[petsc-dev] VecScatter scaling problem on KNL

Mark Adams mfadams at lbl.gov
Wed Mar 8 15:33:21 CST 2017

Our code is having scaling problems on KNL (Cori), when we get up to
about 1K sockets.

We have isolated the problem to a certain VecScatter. This code stores
the data redundantly. Scattering into the solver is just a local copy,
but scattering out requires that each process send all of its data to
every other process. It is this second one that is not scaling well.

I wish I had more data, but this is urgent, jobs are in the queue, but
this is all I have. Any recommendation for parameters that we might
test while we get more data?

Also, we got this error with -log_view.

I've updated their PETSc with maint and we are waiting for it to run
again. Apparently this was not on the first time step, so the code
seems to have run for a while with what looks to me like a logic bug.

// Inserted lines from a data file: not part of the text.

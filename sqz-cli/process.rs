//! The command workflow: validate the request, resolve the algorithm
//! and output, run the pipeline, then commit or roll back.

use std::io::{stdin, stdout, BufWriter, Read, Write};
use std::num::NonZeroUsize;
use std::path::{Component, Path};

use log::debug;
use sqz_core::progress::{ProgressReader, UNKNOWN_SIZE};
use sqz_core::{CodecFactory, CodecRegistry, PipelineOptions};

use crate::config::{CliConfig, OperationMode};
use crate::error::{Error, Result};
use crate::io::{
    default_compress_output, default_decompress_output, with_appended_extension, FileProvider,
    InputSource, OutputTarget, DEFAULT_BUFFER_SIZE, FALLBACK_EXTENSION,
};
use crate::operations;
use crate::reporter::{self, Reporter};

/// Runs one compress or decompress operation end to end.
///
/// Every request is validated and fully resolved before any stream is
/// opened, so a rejected request never touches the file system. If the
/// pipeline fails after the output file was created, the partial file
/// is removed before the error is returned.
///
/// # Errors
///
/// Returns an [`Error`] describing the first thing that went wrong;
/// see the variants for the full catalogue.
pub fn run(config: &CliConfig, registry: &CodecRegistry, fs: &dyn FileProvider) -> Result<()> {
    validate_request(config, fs)?;
    let factory = resolve_algorithm(config, registry)?;
    debug!("resolved algorithm: {}", factory.name());
    let output = resolve_output(config, factory.name(), registry, fs)?;
    debug!("resolved output: {output:?}");
    execute(config, factory, &output, fs)
}

fn validate_request(config: &CliConfig, fs: &dyn FileProvider) -> Result<()> {
    if let InputSource::File(path) = &config.input {
        validate_path(path)?;
        if !fs.exists(path) {
            return Err(Error::InputNotFound(path.clone()));
        }
        if !fs.is_readable_file(path) {
            return Err(Error::InputNotReadable(path.clone()));
        }
    }

    if let Some(OutputTarget::File(path)) = &config.output {
        validate_path(path)?;
    }

    Ok(())
}

/// Rejects paths that are empty, contain NUL bytes, or climb out of
/// their directory with `..` components.
fn validate_path(path: &Path) -> Result<()> {
    let rendered = path.to_string_lossy();
    if rendered.is_empty() {
        return Err(Error::InvalidPath {
            path: rendered.into_owned(),
            reason: "path is empty",
        });
    }
    if rendered.contains('\0') {
        return Err(Error::InvalidPath {
            path: rendered.into_owned(),
            reason: "path contains a NUL byte",
        });
    }
    if path
        .components()
        .any(|component| matches!(component, Component::ParentDir))
    {
        return Err(Error::InvalidPath {
            path: rendered.into_owned(),
            reason: "parent directory components are not allowed",
        });
    }
    Ok(())
}

fn resolve_algorithm<'a>(
    config: &CliConfig,
    registry: &'a CodecRegistry,
) -> Result<&'a dyn CodecFactory> {
    // An explicit request always wins, even over an inferable extension.
    let name = if let Some(name) = &config.algorithm {
        name.clone()
    } else {
        match config.mode {
            OperationMode::Compress => config.preset.recommended_algorithm().to_owned(),
            OperationMode::Decompress => match &config.input {
                InputSource::File(path) => path
                    .extension()
                    .and_then(|ext| ext.to_str())
                    .filter(|ext| registry.find(ext).is_some())
                    .map(str::to_owned)
                    .ok_or_else(|| Error::AlgorithmNotInferable(path.clone()))?,
                InputSource::Stdin => return Err(Error::AlgorithmRequiredForStdin),
            },
        }
    };

    registry.find(&name).ok_or_else(|| Error::UnknownAlgorithm {
        name,
        supported: registry.supported_names().join(", "),
    })
}

fn resolve_output(
    config: &CliConfig,
    algorithm: &str,
    registry: &CodecRegistry,
    fs: &dyn FileProvider,
) -> Result<OutputTarget> {
    let target = if let Some(target) = &config.output {
        if let OutputTarget::File(path) = target {
            if let InputSource::File(input) = &config.input {
                // Lexical comparison; resolving symlinks is out of scope.
                if input == path {
                    return Err(Error::SameFile(path.clone()));
                }
            }
            if fs.exists(path) && !config.force {
                return Err(Error::OutputExists(path.clone()));
            }
        }
        target.clone()
    } else {
        match &config.input {
            // Piped input defaults to piped output.
            InputSource::Stdin => OutputTarget::Stdout,
            InputSource::File(input) => {
                let path = match config.mode {
                    OperationMode::Compress => {
                        let default = default_compress_output(input, algorithm);
                        if fs.exists(&default) && !config.force {
                            return Err(Error::OutputExists(default));
                        }
                        default
                    }
                    OperationMode::Decompress => {
                        let default = default_decompress_output(input, &registry.supported_names());
                        pick_free_name(default.as_path(), config.force, fs)?
                    }
                };
                OutputTarget::File(path)
            }
        }
    };

    if let OutputTarget::File(path) = &target {
        prepare_output_dir(path, config.mode, fs)?;
    }

    Ok(target)
}

/// Keeps a derived decompression output name from silently clobbering
/// an existing file: one `.out` suffix is tried before giving up.
fn pick_free_name(
    default: &Path,
    force: bool,
    fs: &dyn FileProvider,
) -> Result<std::path::PathBuf> {
    if force || !fs.exists(default) {
        return Ok(default.to_path_buf());
    }

    let fallback = with_appended_extension(default, FALLBACK_EXTENSION);
    if fs.exists(&fallback) {
        return Err(Error::OutputExists(fallback));
    }
    Ok(fallback)
}

fn prepare_output_dir(path: &Path, mode: OperationMode, fs: &dyn FileProvider) -> Result<()> {
    let parent = match path.parent() {
        Some(parent) if !parent.as_os_str().is_empty() => parent,
        _ => Path::new("."),
    };

    match mode {
        // Restoring into a directory structure that no longer exists is
        // routine for decompression, so missing parents are created.
        OperationMode::Decompress => {
            if !fs.exists(parent) {
                fs.create_dir_all(parent).map_err(|source| Error::CreateDirectory {
                    path: parent.to_path_buf(),
                    source,
                })?;
            }
            Ok(())
        }
        OperationMode::Compress => {
            if !fs.is_writable_dir(parent) {
                return Err(Error::OutputDirUnwritable(parent.to_path_buf()));
            }
            Ok(())
        }
    }
}

fn execute(
    config: &CliConfig,
    factory: &dyn CodecFactory,
    output: &OutputTarget,
    fs: &dyn FileProvider,
) -> Result<()> {
    let chunk_size = NonZeroUsize::new(config.preset.chunk_size()).unwrap_or(NonZeroUsize::MIN);
    let options = PipelineOptions::default()
        .with_chunk_size(chunk_size)
        .with_level(config.preset.level());

    let total = match &config.input {
        InputSource::File(path) => fs.size(path).unwrap_or(UNKNOWN_SIZE),
        InputSource::Stdin => UNKNOWN_SIZE,
    };

    let reporter = Reporter::new(reporter::should_report(config.progress, output), total);
    let mut output_created = false;
    let result = pump_streams(config, factory, output, fs, &options, total, &reporter, &mut output_created);

    // The indicator is cleared no matter how the operation ended.
    reporter.finish();

    match result {
        Ok(summary) => {
            if config.verbose {
                operations::report_summary(&summary, config.mode == OperationMode::Compress);
            }
            Ok(())
        }
        Err(err) => {
            // Only a file this run created is deleted; a failure before
            // that point must leave any pre-existing output untouched.
            if output_created {
                if let OutputTarget::File(path) = output {
                    if let Err(remove_err) = fs.remove_file(path) {
                        debug!(
                            "could not remove partial output '{}': {remove_err}",
                            path.display()
                        );
                    }
                }
            }
            Err(err)
        }
    }
}

#[allow(clippy::too_many_arguments)]
fn pump_streams(
    config: &CliConfig,
    factory: &dyn CodecFactory,
    output: &OutputTarget,
    fs: &dyn FileProvider,
    options: &PipelineOptions,
    total: u64,
    reporter: &Reporter,
    output_created: &mut bool,
) -> Result<sqz_core::StreamSummary> {
    let reader: Box<dyn Read> = match &config.input {
        InputSource::File(path) => fs.open_input(path).map_err(|source| Error::OpenInput {
            path: path.clone(),
            source,
        })?,
        InputSource::Stdin => Box::new(stdin()),
    };
    let reader = ProgressReader::new(reader, reporter.observer(), total);

    let writer: Box<dyn Write> = match output {
        OutputTarget::File(path) => {
            let writer = fs.create_output(path).map_err(|source| Error::CreateOutput {
                path: path.clone(),
                source,
            })?;
            *output_created = true;
            writer
        }
        OutputTarget::Stdout => Box::new(BufWriter::with_capacity(DEFAULT_BUFFER_SIZE, stdout())),
    };

    // The writer is moved into the pipeline call, so by the time the
    // result comes back the output file handle is closed and a partial
    // file can be removed.
    match config.mode {
        OperationMode::Compress => operations::compress_stream(reader, writer, factory, options),
        OperationMode::Decompress => operations::decompress_stream(reader, writer, factory, options),
    }
}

[4098]PETSC ERROR: --------------------- Error Message
[4098]PETSC ERROR: Object is in wrong state
[4098]PETSC ERROR: Logging event had unbalanced begin/end pairs
[4098]PETSC ERROR: See
http://www.mcs.anl.gov/petsc/documentation/faq.html for trouble
[4098]PETSC ERROR: Petsc Release Version 3.6.3, unknown
[4098]PETSC ERROR: /global/cscratch1/sd/worleyph/XGC1_KNL/xgc2 on a
v3.6.3-arch-knl-opt64-intel named nid05668 by worleyph Mon Mar  6
11:33:19 2017
[4098]PETSC ERROR: Configure options COPTFLAGS="-g -O3 -fp-model fast
-xMIC-AVX512 -DX2_HAVE_INTEL" CXXOPTFLAGS="-g -O3 -fp-model fast
 -DX2_HAVE_INTEL" FOPTFLAGS="-g -O3 -fp-model fast -xMIC-AVX512
-DX2_HAVE_INTEL" --download-metis=1 --download-parmetis=1
--with-cc=cc --with-cxx=cc --with-debugging=0 --with-fc=ftn --with-mp\
iexec=srun --with-batch=0 --with-memalign=64 --with-64-bit-indices
--known-mpi-shared-libraries=1 PETSC_ARCH=v3.6.3-arch-knl-opt64-intel
nmp=1 PETSC_DIR=/global/homes/t/tkoskela/git/petsc
[4098]PETSC ERROR: #1 PetscLogEventEndDefault() line 696 in
[4098]PETSC ERROR: #2 VecSet() line 577 in
[4098]PETSC ERROR: #3 VecCreate_Seq() line 44 in
[4098]PETSC ERROR: #4 VecSetType() line 53 in
[4098]PETSC ERROR: #5 VecDuplicate_Seq() line 786 in
[4098]PETSC ERROR: #6 VecDuplicate() line 399 in
[4098]PETSC ERROR: #7 VecDuplicateVecs_Default() line 840 in
[4098]PETSC ERROR: #8 VecDuplicateVecs() line 473 in